_About this exercise:_
Pick out each line with the word "identified" from the material that follows.

_Source information:_
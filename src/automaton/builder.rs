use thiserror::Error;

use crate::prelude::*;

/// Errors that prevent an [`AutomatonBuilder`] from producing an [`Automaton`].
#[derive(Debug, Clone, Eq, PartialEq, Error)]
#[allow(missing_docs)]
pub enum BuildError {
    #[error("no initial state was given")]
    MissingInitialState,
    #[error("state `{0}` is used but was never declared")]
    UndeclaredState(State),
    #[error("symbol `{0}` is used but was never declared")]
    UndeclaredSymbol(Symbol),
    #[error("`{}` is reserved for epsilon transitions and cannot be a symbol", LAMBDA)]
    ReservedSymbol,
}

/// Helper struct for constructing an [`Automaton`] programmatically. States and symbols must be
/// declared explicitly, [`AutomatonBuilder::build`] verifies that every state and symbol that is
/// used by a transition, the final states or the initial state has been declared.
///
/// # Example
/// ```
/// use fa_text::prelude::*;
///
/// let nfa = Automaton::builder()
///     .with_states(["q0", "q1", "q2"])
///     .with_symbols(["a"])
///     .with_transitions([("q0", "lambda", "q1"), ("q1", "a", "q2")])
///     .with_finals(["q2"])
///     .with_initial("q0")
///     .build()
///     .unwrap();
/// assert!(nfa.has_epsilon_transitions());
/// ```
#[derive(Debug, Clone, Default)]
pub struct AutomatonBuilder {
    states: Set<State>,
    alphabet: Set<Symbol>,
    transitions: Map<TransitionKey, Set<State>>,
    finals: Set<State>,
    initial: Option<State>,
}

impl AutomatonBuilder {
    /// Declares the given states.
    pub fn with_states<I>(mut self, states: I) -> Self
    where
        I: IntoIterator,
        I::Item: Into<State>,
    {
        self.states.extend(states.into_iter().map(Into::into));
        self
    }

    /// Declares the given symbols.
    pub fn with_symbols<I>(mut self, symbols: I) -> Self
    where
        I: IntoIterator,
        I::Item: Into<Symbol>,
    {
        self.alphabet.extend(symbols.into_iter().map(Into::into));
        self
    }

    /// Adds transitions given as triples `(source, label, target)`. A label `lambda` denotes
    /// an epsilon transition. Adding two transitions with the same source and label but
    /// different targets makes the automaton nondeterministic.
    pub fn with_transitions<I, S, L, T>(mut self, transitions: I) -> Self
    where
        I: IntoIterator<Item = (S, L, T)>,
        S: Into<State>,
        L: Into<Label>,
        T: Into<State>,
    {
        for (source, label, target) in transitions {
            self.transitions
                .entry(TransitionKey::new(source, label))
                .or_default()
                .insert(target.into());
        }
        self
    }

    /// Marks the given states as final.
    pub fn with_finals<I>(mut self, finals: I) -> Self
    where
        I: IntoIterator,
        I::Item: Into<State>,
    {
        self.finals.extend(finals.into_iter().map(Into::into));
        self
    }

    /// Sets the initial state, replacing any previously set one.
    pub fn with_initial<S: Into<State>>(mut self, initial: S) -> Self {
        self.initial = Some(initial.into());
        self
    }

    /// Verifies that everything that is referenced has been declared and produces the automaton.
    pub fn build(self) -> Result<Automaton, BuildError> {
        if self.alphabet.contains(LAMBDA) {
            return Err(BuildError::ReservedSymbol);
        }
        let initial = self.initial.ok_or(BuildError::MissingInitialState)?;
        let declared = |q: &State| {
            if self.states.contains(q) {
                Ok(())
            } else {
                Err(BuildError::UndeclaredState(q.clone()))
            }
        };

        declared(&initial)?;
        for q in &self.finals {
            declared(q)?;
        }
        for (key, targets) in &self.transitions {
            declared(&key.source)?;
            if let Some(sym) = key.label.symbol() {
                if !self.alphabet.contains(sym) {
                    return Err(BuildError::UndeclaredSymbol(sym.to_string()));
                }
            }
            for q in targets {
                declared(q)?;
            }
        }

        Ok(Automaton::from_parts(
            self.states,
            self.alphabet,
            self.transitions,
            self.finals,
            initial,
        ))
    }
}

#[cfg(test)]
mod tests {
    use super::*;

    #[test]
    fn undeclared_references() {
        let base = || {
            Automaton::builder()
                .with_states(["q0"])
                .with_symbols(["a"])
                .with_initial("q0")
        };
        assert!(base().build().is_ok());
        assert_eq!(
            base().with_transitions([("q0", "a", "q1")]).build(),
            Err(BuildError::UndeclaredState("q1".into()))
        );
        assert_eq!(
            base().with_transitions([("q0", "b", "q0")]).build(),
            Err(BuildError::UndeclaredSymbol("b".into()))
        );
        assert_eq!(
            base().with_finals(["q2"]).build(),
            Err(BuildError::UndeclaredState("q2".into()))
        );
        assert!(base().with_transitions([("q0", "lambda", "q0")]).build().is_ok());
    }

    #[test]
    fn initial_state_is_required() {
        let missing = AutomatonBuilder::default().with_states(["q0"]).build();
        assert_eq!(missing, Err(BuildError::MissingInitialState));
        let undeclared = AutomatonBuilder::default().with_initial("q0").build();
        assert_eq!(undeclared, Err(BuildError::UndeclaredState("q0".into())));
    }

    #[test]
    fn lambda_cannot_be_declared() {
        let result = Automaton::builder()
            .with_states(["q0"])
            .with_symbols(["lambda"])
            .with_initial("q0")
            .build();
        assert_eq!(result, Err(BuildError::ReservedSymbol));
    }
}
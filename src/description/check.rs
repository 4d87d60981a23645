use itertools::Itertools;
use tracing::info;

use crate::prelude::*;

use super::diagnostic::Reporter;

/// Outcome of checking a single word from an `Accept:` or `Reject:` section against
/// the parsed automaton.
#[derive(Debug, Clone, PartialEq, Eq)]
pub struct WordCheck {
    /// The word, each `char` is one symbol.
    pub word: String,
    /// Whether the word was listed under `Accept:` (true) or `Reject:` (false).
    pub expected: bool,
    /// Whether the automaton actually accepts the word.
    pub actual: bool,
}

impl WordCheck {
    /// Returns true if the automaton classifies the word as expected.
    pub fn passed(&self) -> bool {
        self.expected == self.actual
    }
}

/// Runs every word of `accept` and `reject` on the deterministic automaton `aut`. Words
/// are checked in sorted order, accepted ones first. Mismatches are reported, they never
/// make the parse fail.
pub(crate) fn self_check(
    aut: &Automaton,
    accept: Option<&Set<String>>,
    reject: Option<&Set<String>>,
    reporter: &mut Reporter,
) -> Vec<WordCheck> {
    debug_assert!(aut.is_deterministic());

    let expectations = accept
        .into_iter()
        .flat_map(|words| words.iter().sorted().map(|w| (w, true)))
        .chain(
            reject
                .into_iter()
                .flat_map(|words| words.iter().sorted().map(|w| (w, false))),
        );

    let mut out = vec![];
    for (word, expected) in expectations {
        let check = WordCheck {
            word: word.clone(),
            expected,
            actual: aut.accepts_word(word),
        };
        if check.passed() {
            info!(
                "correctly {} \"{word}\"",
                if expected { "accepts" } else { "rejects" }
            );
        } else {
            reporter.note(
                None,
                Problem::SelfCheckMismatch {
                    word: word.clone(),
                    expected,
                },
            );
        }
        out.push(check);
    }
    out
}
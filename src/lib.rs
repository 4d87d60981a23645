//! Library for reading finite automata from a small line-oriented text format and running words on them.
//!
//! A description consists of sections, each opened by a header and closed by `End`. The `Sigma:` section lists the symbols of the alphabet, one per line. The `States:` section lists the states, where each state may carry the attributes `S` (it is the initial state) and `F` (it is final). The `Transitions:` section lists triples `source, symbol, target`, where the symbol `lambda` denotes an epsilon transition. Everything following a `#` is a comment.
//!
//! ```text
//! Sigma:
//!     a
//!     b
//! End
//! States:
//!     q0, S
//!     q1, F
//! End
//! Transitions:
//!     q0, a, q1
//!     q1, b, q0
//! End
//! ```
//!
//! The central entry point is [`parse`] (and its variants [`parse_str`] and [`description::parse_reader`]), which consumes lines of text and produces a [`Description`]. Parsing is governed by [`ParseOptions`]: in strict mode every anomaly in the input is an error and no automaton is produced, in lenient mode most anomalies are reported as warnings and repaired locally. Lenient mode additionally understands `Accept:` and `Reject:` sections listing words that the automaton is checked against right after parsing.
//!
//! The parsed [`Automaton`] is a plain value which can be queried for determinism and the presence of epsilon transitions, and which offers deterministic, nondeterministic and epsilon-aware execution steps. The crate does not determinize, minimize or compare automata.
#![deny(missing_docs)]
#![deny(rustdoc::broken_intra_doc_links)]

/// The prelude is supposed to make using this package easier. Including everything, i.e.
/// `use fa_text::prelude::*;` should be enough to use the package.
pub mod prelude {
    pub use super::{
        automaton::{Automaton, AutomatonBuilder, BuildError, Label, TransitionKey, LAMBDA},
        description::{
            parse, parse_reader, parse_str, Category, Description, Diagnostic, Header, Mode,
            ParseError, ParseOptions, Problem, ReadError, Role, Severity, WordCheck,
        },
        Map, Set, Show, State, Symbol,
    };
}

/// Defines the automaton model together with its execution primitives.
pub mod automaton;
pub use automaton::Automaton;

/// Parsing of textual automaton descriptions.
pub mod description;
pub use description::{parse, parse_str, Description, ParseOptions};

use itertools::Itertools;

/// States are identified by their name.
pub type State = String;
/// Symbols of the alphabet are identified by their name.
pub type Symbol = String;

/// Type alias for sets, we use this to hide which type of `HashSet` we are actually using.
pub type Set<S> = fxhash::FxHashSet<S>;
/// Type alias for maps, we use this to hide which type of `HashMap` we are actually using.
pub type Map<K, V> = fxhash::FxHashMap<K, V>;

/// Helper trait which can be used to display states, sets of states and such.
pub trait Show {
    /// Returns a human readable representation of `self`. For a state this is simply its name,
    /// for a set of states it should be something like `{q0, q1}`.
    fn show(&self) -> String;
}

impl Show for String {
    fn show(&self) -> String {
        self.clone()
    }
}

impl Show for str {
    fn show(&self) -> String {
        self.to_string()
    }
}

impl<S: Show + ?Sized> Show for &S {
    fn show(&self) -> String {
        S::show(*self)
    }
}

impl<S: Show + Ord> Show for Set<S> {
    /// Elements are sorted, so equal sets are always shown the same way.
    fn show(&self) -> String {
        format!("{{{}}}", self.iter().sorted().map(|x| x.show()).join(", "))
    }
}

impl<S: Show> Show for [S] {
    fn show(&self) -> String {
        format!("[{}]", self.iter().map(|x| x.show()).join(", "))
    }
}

_Reply:_
/// States are identified by their name.
/// Symbols of the alphabet are identified by their name.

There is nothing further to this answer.